Enlèvement avec rançon



Deux frères se retrouvent après une séparation de longue durée. Max est comptable dans la même entreprise d'emboutissage depuis vingt-deux ans, quand son aîné, Jerry, a choisi depuis longtemps de tout quitter pour l'Afghanistan où il mène une vie pleine de mystère. Leurs retrouvailles n'ont rien d'une réunion de famille. C'est une affaire d'enlèvement aux perspectives fort lucratives qui les réunit ici. Max est venu chercher Jerry au train pour l'aider à passer, en fraude, à skis, la frontière suisse. La présence de Jerry doit rester la plus discrète possible...

L'otage prévu est une jeune femme nommée Samantha et celui à rançonner d'un demi-million d'euros pour la libérer n'est autre que son père, Salomon Pourcelot, gros industriel, accessoirement patron de Max. Un employeur peu estimable qui se prépare à fermer boutique en renvoyant les nombreux ouvriers étrangers travaillant chez lui, notamment syriens, sans le moindre salaire. Le plan minutieusement préparé par le duo, Jerry en capitaine rendu invincible par son "Desert Eagle. Calibre 50 Magnum, fabrication israélienne" et Max en pisteur local angoissé et prudent, semble solide et sans risque. S'ils n'ont a priori rien de professionnels du gangstérisme, les frangins semblent déterminés et bien organisés.

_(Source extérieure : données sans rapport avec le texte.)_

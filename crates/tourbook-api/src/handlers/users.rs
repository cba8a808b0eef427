//! User lookup and admin account management
//!
//! `GET /api/v1/user/:id` is also the endpoint other services call to
//! verify that a user exists.

use crate::audit::{audit_log, AuditEvent};
use crate::auth::{authorize, AccessPolicy, UpdateAccountRequest};
use crate::error::{ApiResponse, AppError};
use crate::state::AuthState;
use axum::{
    extract::{Path, State},
    http::HeaderMap,
    response::IntoResponse,
    Extension, Json,
};
use std::sync::Arc;
use tourbook_core::Identity;

/// Get a user by id (owner or ADMIN)
#[utoipa::path(
    get,
    path = "/api/v1/user/{id}",
    tag = "users",
    params(("id" = String, Path, description = "User id")),
    responses(
        (status = 200, description = "User found", body = crate::auth::UserView),
        (status = 403, description = "Not the owner", body = crate::error::ApiError),
        (status = 404, description = "User not found", body = crate::error::ApiError),
    ),
    security(("bearer_auth" = []))
)]
pub async fn get_user_handler(
    State(state): State<Arc<AuthState>>,
    Extension(identity): Extension<Identity>,
    headers: HeaderMap,
    Path(id): Path<String>,
) -> Result<impl IntoResponse, AppError> {
    authorize(
        &identity,
        AccessPolicy::OwnerOrAdmin(&id),
        &headers,
        &format!("/api/v1/user/{id}"),
    )?;

    let user = state.auth.get_user(&id).await?;
    Ok(Json(ApiResponse::ok("User retrieved", user)))
}

/// List all users (ADMIN)
#[utoipa::path(
    get,
    path = "/api/v1/user",
    tag = "users",
    responses(
        (status = 200, description = "All users", body = [crate::auth::UserView]),
        (status = 403, description = "Admin role required", body = crate::error::ApiError),
    ),
    security(("bearer_auth" = []))
)]
pub async fn list_users_handler(
    State(state): State<Arc<AuthState>>,
) -> Result<impl IntoResponse, AppError> {
    let users = state.auth.list_users().await?;
    Ok(Json(ApiResponse::ok("Users retrieved", users)))
}

/// Change a user's role and/or status (ADMIN)
///
/// Moving an account out of Active clears its refresh token.
#[utoipa::path(
    patch,
    path = "/api/v1/user/{id}",
    tag = "users",
    params(("id" = String, Path, description = "User id")),
    request_body = UpdateAccountRequest,
    responses(
        (status = 200, description = "Account updated", body = crate::auth::UserView),
        (status = 400, description = "Nothing to update", body = crate::error::ApiError),
        (status = 403, description = "Admin role required", body = crate::error::ApiError),
        (status = 404, description = "User not found", body = crate::error::ApiError),
    ),
    security(("bearer_auth" = []))
)]
pub async fn update_user_handler(
    State(state): State<Arc<AuthState>>,
    Extension(identity): Extension<Identity>,
    headers: HeaderMap,
    Path(id): Path<String>,
    Json(request): Json<UpdateAccountRequest>,
) -> Result<impl IntoResponse, AppError> {
    authorize(
        &identity,
        AccessPolicy::AdminOnly,
        &headers,
        &format!("/api/v1/user/{id}"),
    )?;

    let user = state
        .auth
        .update_account(&id, request.role, request.status)
        .await?;

    audit_log(&AuditEvent::AccountUpdated {
        user_id: user.id.clone(),
        updated_by: identity.subject_id,
        role: request.role.map(|r| r.to_string()),
        status: request.status.map(|s| s.to_string()),
    });

    Ok(Json(ApiResponse::ok("Account updated", user)))
}
//! Authentication service layer
//!
//! Business logic for registration, login, token refresh, logout and the
//! admin account operations. Storage goes through [`CredentialStore`]; tokens
//! through [`TokenService`].
//!
//! Account lifecycle:
//! `register -> login (refresh slot = T) -> refresh (new access, slot still T)
//! -> logout (slot cleared)`.

use super::jwt::{TokenError, TokenPair, TokenService};
use super::models::{normalize, CredentialRecord, RegisterRequest, UserView};
use super::password::{hash_password, verify_password, PasswordError};
use super::repository::{CredentialStore, StoreError};
use crate::error::AppError;
use std::sync::atomic::{AtomicU64, Ordering};
use std::sync::Arc;
use thiserror::Error;
use tokio::sync::OnceCell;
use tourbook_core::{PasswordConfig, Role, UserStatus};
use validator::Validate;

/// Auth service errors
///
/// `InvalidCredentials` and `RefreshRejected` carry the real reason for the
/// audit log; their display text is what clients see.
#[derive(Debug, Error)]
pub enum AuthError {
    #[error("{0}")]
    Validation(String),

    #[error("{0}")]
    Conflict(String),

    #[error("Invalid credentials")]
    InvalidCredentials { reason: &'static str },

    #[error("Invalid refresh token")]
    RefreshRejected { reason: String },

    #[error("User not found")]
    UserNotFound,

    #[error(transparent)]
    Store(#[from] StoreError),

    #[error(transparent)]
    Token(#[from] TokenError),

    #[error(transparent)]
    Password(#[from] PasswordError),

    #[error("Background task failed: {0}")]
    Task(String),
}

impl From<AuthError> for AppError {
    fn from(err: AuthError) -> Self {
        match err {
            AuthError::Validation(msg) => AppError::Validation(msg),
            AuthError::Conflict(msg) => AppError::Conflict(msg),
            err @ (AuthError::InvalidCredentials { .. } | AuthError::RefreshRejected { .. }) => {
                AppError::Unauthenticated(err.to_string())
            }
            AuthError::UserNotFound => AppError::NotFound("User".to_string()),
            AuthError::Store(StoreError::Database(msg)) => AppError::Database(msg),
            AuthError::Store(err) => AppError::Conflict(err.to_string()),
            AuthError::Token(err) => AppError::Internal(format!("Token signing failed: {err}")),
            AuthError::Password(err) => AppError::Internal(err.to_string()),
            AuthError::Task(msg) => AppError::Internal(msg),
        }
    }
}

/// Successful login result
#[derive(Debug, Clone)]
pub struct LoginOutcome {
    pub user: UserView,
    pub tokens: TokenPair,
}

/// Authentication service
#[derive(Clone)]
pub struct AuthService {
    store: Arc<dyn CredentialStore>,
    tokens: TokenService,
    password: PasswordConfig,
    /// Hash verified against when the username is unknown
    dummy_hash: Arc<OnceCell<String>>,
    password_checks: Arc<AtomicU64>,
}

impl AuthService {
    pub fn new(
        store: Arc<dyn CredentialStore>,
        tokens: TokenService,
        password: PasswordConfig,
    ) -> Self {
        Self {
            store,
            tokens,
            password,
            dummy_hash: Arc::new(OnceCell::new()),
            password_checks: Arc::new(AtomicU64::new(0)),
        }
    }

    pub fn tokens(&self) -> &TokenService {
        &self.tokens
    }

    /// Number of password hash verifications run by `login`
    pub fn password_checks(&self) -> u64 {
        self.password_checks.load(Ordering::Relaxed)
    }

    async fn dummy_hash(&self) -> Result<String, AuthError> {
        let config = self.password.clone();
        self.dummy_hash
            .get_or_try_init(|| async move {
                tokio::task::spawn_blocking(move || {
                    hash_password("tourbook-unknown-user", &config)
                })
                .await
                .map_err(|e| AuthError::Task(e.to_string()))?
                .map_err(AuthError::from)
            })
            .await
            .cloned()
    }

    async fn check_password(&self, candidate: &str, hash: String) -> Result<bool, AuthError> {
        self.password_checks.fetch_add(1, Ordering::Relaxed);
        let candidate = candidate.to_string();
        tokio::task::spawn_blocking(move || verify_password(&candidate, &hash))
            .await
            .map_err(|e| AuthError::Task(e.to_string()))?
            .map_err(AuthError::from)
    }

    /// Register a new account with status Active
    ///
    /// Role defaults to USER. Returns the sanitized view only.
    pub async fn register(&self, request: RegisterRequest) -> Result<UserView, AuthError> {
        request
            .validate()
            .map_err(|e| AuthError::Validation(e.to_string()))?;

        let email = normalize(&request.email);
        let username = normalize(&request.username);
        if username.chars().count() < 3 {
            return Err(AuthError::Validation(
                "Username must be 3 to 50 characters".to_string(),
            ));
        }

        let password = request.password;
        let config = self.password.clone();
        let password_hash = tokio::task::spawn_blocking(move || hash_password(&password, &config))
            .await
            .map_err(|e| AuthError::Task(e.to_string()))??;

        let record = CredentialRecord::new(
            &email,
            &username,
            password_hash,
            request.role.unwrap_or_default(),
            request.photo,
        );

        let created = self.store.insert(record).await.map_err(|e| match e {
            StoreError::EmailTaken | StoreError::UsernameTaken => {
                AuthError::Conflict(e.to_string())
            }
            other => AuthError::Store(other),
        })?;

        tracing::debug!(user_id = %created.id, "Account registered");
        Ok(created.to_view())
    }

    /// Verify credentials and issue a fresh token pair
    ///
    /// Unknown username, inactive account and wrong password all fail with
    /// the same `InvalidCredentials`, and each costs exactly one hash
    /// verification: an unknown username is checked against a dummy hash and
    /// the status check runs after the password check. The stored refresh
    /// token is overwritten, so any earlier session's refresh token stops
    /// working.
    pub async fn login(&self, username: &str, password: &str) -> Result<LoginOutcome, AuthError> {
        let record = self.store.find_by_username(username).await?;

        let hash = match &record {
            Some(record) => record.password_hash.clone(),
            None => self.dummy_hash().await?,
        };
        let matches = self.check_password(password, hash).await?;

        let Some(record) = record else {
            return Err(AuthError::InvalidCredentials {
                reason: "unknown username",
            });
        };
        if !matches {
            return Err(AuthError::InvalidCredentials {
                reason: "wrong password",
            });
        }
        if !record.status.is_active() {
            return Err(AuthError::InvalidCredentials {
                reason: "account not active",
            });
        }

        let tokens = self.tokens.issue_pair(&record.identity())?;
        self.store
            .set_refresh_token(&record.id, &tokens.refresh_token)
            .await?;

        Ok(LoginOutcome {
            user: record.to_view(),
            tokens,
        })
    }

    /// Clear the stored refresh token
    ///
    /// Idempotent; an unknown subject is not an error.
    pub async fn logout(&self, subject_id: &str) -> Result<(), AuthError> {
        if !self.store.set_refresh_token(subject_id, "").await? {
            tracing::debug!(subject_id = %subject_id, "Logout for unknown subject");
        }
        Ok(())
    }

    /// Exchange the current refresh token for a new access token
    ///
    /// The refresh token itself is not rotated and stays valid until the
    /// next login, logout or account suspension.
    pub async fn refresh(&self, subject_id: &str, presented: &str) -> Result<String, AuthError> {
        let reject = |reason: &str| AuthError::RefreshRejected {
            reason: reason.to_string(),
        };

        if presented.is_empty() {
            return Err(reject("no refresh token presented"));
        }

        let record = self
            .store
            .find_by_id(subject_id)
            .await?
            .ok_or_else(|| reject("unknown subject"))?;

        if record.refresh_token.is_empty() {
            return Err(reject("no active session"));
        }
        if record.refresh_token != presented {
            return Err(reject("token does not match stored session"));
        }

        let claims = self
            .tokens
            .verify_refresh(presented)
            .map_err(|e| reject(&e.to_string()))?;

        if claims.sub != record.id {
            return Err(reject("token subject mismatch"));
        }
        if !record.status.is_active() {
            return Err(reject("account not active"));
        }

        Ok(self.tokens.issue_access_token(&record.identity())?)
    }

    pub async fn get_user(&self, id: &str) -> Result<UserView, AuthError> {
        self.store
            .find_by_id(id)
            .await?
            .map(|r| r.to_view())
            .ok_or(AuthError::UserNotFound)
    }

    pub async fn list_users(&self) -> Result<Vec<UserView>, AuthError> {
        Ok(self
            .store
            .list()
            .await?
            .iter()
            .map(CredentialRecord::to_view)
            .collect())
    }

    /// Change role and/or status; a non-Active status ends the session
    pub async fn update_account(
        &self,
        id: &str,
        role: Option<Role>,
        status: Option<UserStatus>,
    ) -> Result<UserView, AuthError> {
        if role.is_none() && status.is_none() {
            return Err(AuthError::Validation(
                "Nothing to update: provide role and/or status".to_string(),
            ));
        }

        self.store
            .update_account(id, role, status)
            .await?
            .map(|r| r.to_view())
            .ok_or(AuthError::UserNotFound)
    }
}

Le rapt se déroule au petit matin comme prévu et l'otage est bouclé dans la maison familiale où Jerry assurera sa surveillance. Max, lui, prend son vélo pour se rendre, comme tous les autres jours, à son bureau. Dès son arrivée à l'usine, le patron informe son comptable qu'une dette de jeux l'oblige à réunir sur le champ un demi-million d'euros et qu'il lui faut, en complément du capital abrité dans son coffre-fort personnel, retirer par anticipation à la banque la somme prévue pour le paiement des salaires du mois, pour atteindre le total voulu. Max s'exécute bien volontiers. La demande faite à son retour par Max à la secrétaire de découper deux ramettes de papier au format des billets et de les mettre dans deux sacs de sport dans son bureau, étonne un peu, voire sent l'entourloupe, mais notre homme semble si peu hardi que le lecteur en déduit que cette fantaisie doit faire partie du plan initial et trouvera sens plus tard.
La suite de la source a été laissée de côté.